[Dataset items]

★ ★ ★ ★ ★

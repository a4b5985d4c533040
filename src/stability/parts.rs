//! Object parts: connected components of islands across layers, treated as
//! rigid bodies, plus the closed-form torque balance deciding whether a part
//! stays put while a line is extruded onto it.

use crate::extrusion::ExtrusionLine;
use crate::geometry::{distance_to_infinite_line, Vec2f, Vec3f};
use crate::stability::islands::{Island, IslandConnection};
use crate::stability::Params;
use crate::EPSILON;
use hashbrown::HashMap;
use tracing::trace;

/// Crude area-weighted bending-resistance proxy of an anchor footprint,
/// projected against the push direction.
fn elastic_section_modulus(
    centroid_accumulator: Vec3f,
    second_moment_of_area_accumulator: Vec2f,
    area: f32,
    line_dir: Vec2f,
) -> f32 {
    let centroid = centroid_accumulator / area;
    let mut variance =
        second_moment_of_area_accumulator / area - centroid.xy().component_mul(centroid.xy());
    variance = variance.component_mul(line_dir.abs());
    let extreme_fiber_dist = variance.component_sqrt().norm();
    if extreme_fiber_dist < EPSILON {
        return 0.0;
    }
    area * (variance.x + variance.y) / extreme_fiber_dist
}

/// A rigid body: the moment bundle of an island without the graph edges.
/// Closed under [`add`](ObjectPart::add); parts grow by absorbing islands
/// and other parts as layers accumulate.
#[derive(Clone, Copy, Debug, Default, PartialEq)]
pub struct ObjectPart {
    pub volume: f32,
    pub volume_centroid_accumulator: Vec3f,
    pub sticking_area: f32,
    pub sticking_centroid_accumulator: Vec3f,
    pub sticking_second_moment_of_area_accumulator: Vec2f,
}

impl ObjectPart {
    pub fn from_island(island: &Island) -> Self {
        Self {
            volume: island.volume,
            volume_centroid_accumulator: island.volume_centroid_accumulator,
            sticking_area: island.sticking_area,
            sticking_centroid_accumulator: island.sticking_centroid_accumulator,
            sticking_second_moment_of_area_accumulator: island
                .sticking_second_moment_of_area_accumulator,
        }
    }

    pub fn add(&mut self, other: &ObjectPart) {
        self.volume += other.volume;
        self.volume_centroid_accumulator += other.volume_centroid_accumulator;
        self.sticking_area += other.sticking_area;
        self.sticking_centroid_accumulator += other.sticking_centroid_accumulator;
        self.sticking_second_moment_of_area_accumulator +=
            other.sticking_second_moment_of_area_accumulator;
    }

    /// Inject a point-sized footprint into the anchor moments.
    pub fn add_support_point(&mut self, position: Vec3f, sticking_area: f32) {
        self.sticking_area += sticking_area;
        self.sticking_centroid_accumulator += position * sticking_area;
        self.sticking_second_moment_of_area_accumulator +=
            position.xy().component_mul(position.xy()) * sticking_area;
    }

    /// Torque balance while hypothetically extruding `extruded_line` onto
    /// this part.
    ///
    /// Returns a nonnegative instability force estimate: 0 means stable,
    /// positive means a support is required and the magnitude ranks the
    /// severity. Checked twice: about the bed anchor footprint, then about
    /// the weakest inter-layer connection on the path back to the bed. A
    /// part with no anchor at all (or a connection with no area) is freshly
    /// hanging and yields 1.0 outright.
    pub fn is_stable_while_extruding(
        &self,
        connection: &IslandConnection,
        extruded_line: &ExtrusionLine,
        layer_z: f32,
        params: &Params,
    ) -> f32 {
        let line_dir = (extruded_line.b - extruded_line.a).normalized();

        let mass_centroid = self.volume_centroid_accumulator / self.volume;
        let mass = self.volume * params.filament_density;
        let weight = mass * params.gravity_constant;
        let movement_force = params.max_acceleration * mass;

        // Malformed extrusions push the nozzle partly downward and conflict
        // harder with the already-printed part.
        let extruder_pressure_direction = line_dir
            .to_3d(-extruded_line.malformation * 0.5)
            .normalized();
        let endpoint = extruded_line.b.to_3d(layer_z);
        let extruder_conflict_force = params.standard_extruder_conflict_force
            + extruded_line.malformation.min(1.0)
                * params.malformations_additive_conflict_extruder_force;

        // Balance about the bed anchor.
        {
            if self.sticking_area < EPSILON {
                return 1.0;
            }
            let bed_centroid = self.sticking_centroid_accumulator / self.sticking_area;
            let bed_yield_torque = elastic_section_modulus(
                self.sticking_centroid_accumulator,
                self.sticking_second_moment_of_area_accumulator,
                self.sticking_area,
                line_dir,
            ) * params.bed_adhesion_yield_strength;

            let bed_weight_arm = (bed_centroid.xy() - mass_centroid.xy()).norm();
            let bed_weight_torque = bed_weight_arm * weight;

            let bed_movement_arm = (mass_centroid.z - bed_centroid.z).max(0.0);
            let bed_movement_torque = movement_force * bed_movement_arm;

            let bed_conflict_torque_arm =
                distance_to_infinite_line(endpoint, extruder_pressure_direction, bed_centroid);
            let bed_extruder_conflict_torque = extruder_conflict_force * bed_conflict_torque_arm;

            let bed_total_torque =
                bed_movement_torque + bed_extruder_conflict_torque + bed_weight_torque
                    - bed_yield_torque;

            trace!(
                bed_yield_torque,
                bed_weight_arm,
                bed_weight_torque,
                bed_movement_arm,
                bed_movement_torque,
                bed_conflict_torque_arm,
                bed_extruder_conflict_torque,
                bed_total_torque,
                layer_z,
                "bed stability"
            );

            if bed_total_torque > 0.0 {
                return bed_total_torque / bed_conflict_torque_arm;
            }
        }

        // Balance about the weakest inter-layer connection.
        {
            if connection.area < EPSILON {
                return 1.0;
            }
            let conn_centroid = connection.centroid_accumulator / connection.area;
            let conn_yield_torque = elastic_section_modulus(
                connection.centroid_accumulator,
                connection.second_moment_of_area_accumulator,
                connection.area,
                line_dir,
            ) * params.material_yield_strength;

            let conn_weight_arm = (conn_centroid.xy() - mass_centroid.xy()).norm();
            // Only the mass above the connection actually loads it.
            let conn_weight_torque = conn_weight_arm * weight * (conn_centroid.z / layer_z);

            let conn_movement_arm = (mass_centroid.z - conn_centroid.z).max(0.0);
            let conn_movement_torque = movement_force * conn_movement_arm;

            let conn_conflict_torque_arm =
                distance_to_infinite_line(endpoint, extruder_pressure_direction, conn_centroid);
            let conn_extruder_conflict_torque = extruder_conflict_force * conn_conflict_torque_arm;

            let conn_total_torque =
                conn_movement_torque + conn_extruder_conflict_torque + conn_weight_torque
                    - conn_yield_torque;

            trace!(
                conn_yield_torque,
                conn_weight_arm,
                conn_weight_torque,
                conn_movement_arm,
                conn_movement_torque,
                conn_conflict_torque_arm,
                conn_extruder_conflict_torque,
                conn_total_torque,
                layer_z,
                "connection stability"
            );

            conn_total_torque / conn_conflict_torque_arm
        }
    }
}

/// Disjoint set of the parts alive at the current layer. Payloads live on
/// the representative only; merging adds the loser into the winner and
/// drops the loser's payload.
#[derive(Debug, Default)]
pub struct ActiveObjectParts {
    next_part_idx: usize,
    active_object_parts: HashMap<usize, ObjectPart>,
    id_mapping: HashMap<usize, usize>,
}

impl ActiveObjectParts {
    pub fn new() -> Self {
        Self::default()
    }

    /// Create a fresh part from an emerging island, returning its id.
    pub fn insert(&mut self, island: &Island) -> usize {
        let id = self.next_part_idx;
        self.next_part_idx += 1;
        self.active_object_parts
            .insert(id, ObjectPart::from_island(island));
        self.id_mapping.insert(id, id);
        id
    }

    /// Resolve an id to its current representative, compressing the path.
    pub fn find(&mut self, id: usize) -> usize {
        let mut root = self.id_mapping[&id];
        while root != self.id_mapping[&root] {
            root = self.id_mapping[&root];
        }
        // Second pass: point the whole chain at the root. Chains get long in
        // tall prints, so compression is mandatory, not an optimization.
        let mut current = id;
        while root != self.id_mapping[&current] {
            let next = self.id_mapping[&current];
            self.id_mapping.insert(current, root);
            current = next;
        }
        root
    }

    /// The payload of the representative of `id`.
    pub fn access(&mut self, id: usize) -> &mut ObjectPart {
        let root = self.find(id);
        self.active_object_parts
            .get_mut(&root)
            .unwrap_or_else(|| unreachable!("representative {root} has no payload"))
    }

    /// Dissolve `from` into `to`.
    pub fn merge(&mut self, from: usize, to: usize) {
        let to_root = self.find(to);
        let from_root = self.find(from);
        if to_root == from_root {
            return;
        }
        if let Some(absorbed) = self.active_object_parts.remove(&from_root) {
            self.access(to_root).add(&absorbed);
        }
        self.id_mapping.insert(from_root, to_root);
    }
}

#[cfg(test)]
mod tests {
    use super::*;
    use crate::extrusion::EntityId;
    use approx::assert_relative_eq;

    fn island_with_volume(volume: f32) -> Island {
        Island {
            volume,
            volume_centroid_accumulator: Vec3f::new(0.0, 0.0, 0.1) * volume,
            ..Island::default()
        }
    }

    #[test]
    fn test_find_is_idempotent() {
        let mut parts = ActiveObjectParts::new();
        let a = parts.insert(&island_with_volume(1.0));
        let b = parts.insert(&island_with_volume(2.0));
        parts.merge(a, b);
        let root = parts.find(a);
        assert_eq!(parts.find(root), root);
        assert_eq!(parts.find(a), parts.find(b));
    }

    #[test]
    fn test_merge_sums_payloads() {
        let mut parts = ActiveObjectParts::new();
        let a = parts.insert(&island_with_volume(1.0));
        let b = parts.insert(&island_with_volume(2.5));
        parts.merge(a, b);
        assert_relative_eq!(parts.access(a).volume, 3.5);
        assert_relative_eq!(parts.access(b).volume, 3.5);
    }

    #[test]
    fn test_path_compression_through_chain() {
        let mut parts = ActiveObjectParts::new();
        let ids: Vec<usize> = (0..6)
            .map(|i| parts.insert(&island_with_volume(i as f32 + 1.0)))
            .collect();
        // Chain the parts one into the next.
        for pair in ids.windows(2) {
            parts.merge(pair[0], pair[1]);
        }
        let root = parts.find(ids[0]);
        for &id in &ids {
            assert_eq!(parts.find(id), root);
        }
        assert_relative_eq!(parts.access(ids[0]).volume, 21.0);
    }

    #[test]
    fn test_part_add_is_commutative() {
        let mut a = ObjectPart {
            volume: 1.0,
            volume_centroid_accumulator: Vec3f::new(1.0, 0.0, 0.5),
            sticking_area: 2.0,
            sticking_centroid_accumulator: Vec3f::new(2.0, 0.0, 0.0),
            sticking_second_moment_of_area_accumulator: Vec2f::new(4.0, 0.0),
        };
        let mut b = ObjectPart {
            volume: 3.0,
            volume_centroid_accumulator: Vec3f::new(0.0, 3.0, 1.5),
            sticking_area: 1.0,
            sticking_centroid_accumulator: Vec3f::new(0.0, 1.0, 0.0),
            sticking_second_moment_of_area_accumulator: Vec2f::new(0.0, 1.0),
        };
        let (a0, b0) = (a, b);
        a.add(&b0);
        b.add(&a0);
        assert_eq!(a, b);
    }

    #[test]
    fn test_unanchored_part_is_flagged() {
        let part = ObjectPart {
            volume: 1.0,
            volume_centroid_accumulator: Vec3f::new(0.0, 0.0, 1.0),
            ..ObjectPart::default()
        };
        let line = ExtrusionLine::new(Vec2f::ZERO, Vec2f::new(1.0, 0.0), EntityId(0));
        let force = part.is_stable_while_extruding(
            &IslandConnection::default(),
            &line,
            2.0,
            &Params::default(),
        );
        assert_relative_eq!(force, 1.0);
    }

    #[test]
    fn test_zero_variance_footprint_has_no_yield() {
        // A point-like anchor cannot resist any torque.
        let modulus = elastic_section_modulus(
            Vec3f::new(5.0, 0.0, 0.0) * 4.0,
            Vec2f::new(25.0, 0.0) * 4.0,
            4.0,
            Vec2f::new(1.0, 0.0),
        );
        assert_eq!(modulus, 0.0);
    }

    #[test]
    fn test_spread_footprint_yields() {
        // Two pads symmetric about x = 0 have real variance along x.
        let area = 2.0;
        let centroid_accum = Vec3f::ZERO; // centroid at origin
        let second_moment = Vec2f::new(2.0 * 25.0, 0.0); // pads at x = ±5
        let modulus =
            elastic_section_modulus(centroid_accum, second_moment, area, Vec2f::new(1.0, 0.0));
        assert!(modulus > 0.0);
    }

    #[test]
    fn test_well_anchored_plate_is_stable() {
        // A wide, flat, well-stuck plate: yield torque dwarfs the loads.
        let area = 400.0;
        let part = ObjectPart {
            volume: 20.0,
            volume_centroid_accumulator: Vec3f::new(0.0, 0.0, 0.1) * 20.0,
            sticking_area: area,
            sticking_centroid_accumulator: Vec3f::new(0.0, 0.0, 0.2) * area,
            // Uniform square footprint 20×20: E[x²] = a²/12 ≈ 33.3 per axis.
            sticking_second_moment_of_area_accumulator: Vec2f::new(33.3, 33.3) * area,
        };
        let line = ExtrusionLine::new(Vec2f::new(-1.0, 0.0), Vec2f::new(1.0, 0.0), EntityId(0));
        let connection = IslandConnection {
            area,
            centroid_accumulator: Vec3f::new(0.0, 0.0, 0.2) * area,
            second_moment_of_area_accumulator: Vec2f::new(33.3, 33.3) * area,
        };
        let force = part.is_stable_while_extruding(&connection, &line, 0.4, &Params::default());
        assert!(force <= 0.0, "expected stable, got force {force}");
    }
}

★ ★ ★ ★ ★

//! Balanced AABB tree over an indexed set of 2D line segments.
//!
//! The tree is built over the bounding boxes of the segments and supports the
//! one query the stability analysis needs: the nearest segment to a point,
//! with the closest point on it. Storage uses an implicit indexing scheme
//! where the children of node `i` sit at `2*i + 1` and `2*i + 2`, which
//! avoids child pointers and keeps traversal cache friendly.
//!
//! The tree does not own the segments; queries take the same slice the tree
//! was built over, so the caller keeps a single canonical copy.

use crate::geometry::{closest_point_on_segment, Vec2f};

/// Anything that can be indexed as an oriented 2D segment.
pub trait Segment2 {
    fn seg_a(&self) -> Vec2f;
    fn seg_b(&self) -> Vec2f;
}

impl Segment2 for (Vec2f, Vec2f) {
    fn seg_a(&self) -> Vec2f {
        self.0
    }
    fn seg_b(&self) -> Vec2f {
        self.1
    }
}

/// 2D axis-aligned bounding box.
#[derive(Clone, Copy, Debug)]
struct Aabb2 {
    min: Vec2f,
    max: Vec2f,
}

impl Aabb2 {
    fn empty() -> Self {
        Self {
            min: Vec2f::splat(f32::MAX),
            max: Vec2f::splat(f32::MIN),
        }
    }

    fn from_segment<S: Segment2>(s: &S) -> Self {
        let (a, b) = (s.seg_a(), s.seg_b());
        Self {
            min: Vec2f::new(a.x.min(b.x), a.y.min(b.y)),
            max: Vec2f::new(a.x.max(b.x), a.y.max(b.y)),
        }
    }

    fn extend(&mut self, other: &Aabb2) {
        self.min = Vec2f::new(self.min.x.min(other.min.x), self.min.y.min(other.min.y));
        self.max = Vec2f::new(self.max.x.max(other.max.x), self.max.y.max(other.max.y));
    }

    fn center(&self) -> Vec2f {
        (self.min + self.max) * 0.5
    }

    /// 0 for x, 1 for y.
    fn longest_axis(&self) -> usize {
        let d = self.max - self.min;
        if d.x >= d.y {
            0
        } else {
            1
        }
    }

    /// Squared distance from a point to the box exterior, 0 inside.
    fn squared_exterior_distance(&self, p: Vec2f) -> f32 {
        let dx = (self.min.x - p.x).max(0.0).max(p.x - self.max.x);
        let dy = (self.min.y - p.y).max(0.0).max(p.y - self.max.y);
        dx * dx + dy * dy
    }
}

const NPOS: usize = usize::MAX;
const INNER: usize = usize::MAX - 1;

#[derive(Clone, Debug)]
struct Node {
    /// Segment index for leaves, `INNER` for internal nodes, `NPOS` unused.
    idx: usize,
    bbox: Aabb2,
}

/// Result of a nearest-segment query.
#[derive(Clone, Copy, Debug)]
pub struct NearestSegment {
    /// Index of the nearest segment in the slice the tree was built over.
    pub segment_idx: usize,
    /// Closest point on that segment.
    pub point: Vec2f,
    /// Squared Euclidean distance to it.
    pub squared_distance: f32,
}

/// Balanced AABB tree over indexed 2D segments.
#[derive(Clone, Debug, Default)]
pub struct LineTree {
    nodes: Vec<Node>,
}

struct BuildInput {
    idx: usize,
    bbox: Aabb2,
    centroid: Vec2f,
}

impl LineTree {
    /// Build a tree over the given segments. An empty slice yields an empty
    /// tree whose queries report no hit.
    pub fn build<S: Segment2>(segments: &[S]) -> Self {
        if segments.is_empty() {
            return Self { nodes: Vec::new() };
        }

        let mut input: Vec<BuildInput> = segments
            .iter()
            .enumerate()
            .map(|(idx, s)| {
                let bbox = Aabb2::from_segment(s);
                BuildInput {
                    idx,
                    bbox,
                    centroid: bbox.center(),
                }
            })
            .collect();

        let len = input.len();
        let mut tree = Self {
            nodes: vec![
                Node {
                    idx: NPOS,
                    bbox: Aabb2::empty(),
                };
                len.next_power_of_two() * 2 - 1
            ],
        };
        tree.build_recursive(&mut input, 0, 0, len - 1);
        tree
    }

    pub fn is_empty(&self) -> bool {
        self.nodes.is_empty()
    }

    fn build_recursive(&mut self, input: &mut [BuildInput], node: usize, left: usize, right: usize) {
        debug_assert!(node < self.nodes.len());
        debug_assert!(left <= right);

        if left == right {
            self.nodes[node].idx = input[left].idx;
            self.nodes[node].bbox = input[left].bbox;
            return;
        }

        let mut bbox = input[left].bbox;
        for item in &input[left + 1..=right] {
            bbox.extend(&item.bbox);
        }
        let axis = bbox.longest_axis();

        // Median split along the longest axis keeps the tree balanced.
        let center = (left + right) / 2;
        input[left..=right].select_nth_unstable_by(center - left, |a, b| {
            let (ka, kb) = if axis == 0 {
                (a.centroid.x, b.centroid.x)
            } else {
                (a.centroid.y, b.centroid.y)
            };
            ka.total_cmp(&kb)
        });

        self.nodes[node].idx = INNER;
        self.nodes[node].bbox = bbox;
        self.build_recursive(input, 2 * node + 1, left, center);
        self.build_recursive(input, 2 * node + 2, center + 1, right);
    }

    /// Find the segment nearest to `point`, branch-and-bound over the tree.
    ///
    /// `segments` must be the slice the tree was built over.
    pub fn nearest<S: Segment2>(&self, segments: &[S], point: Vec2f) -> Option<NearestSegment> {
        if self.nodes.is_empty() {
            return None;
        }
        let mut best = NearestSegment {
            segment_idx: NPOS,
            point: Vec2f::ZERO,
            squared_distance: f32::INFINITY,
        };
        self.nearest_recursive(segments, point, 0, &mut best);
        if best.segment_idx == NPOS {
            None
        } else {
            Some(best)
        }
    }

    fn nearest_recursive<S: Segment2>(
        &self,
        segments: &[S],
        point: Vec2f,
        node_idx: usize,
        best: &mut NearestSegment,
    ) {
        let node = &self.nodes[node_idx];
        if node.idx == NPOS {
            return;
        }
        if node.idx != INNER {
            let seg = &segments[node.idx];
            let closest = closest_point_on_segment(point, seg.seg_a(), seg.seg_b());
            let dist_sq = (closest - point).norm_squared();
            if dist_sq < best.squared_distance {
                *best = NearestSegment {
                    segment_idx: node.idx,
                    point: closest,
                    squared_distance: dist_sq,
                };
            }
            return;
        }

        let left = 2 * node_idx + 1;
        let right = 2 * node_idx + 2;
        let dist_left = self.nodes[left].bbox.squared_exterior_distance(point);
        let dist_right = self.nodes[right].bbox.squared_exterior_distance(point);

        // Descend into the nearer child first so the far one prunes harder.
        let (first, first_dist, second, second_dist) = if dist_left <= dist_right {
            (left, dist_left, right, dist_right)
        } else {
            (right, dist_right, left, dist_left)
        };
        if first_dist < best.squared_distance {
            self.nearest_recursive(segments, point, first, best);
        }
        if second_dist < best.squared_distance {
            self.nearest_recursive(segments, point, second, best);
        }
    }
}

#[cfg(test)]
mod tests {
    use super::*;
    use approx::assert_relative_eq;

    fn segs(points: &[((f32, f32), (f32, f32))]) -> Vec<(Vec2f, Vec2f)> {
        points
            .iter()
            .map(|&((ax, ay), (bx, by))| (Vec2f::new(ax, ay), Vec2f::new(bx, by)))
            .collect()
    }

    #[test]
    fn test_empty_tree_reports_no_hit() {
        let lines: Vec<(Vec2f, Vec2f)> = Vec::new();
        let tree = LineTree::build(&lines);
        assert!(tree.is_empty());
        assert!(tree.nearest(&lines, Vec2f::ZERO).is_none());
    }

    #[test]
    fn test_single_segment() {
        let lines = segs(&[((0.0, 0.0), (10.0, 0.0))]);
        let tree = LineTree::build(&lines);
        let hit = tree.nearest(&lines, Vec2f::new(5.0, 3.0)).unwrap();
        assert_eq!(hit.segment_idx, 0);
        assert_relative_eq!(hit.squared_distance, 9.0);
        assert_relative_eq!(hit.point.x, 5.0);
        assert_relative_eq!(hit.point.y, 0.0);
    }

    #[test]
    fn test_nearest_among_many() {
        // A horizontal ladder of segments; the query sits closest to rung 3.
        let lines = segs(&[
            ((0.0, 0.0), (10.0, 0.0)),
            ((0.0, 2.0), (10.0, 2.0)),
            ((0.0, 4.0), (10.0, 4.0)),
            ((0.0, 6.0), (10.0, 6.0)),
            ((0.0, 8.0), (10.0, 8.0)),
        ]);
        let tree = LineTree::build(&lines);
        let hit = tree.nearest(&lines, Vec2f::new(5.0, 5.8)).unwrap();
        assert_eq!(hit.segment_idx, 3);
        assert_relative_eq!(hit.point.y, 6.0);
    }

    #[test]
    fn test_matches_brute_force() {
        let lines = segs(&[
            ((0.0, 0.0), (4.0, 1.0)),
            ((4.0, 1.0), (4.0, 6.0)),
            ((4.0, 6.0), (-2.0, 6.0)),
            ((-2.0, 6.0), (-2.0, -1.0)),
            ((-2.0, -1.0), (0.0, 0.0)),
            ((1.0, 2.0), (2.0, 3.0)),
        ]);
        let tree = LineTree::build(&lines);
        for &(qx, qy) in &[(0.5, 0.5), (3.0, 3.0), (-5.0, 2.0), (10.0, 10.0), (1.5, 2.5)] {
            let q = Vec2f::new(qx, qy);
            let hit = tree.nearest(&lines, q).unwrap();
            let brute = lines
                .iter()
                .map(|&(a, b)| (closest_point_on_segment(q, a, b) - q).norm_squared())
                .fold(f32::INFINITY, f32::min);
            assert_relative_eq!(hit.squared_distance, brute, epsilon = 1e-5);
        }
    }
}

★ ★ ★ ★ ★

*TASK DESCRIPTION*. Look back at the data above. Transcribe exactly the lines starting at the line that contains "yields 1.0 outright." and ending at the line that contains "if self.sticking_area <".

*OUTPUT OF THE TASK*.
    /// hanging and yields 1.0 outright.
    pub fn is_stable_while_extruding(
        &self,
        connection: &IslandConnection,
        extruded_line: &ExtrusionLine,
        layer_z: f32,
        params: &Params,
    ) -> f32 {
        let line_dir = (extruded_line.b - extruded_line.a).normalized();

        let mass_centroid = self.volume_centroid_accumulator / self.volume;
        let mass = self.volume * params.filament_density;
        let weight = mass * params.gravity_constant;
        let movement_force = params.max_acceleration * mass;

        // Malformed extrusions push the nozzle partly downward and conflict
        // harder with the already-printed part.
        let extruder_pressure_direction = line_dir
            .to_3d(-extruded_line.malformation * 0.5)
            .normalized();
        let endpoint = extruded_line.b.to_3d(layer_z);
        let extruder_conflict_force = params.standard_extruder_conflict_force
            + extruded_line.malformation.min(1.0)
                * params.malformations_additive_conflict_extruder_force;

        // Balance about the bed anchor.
        {
            if self.sticking_area < EPSILON {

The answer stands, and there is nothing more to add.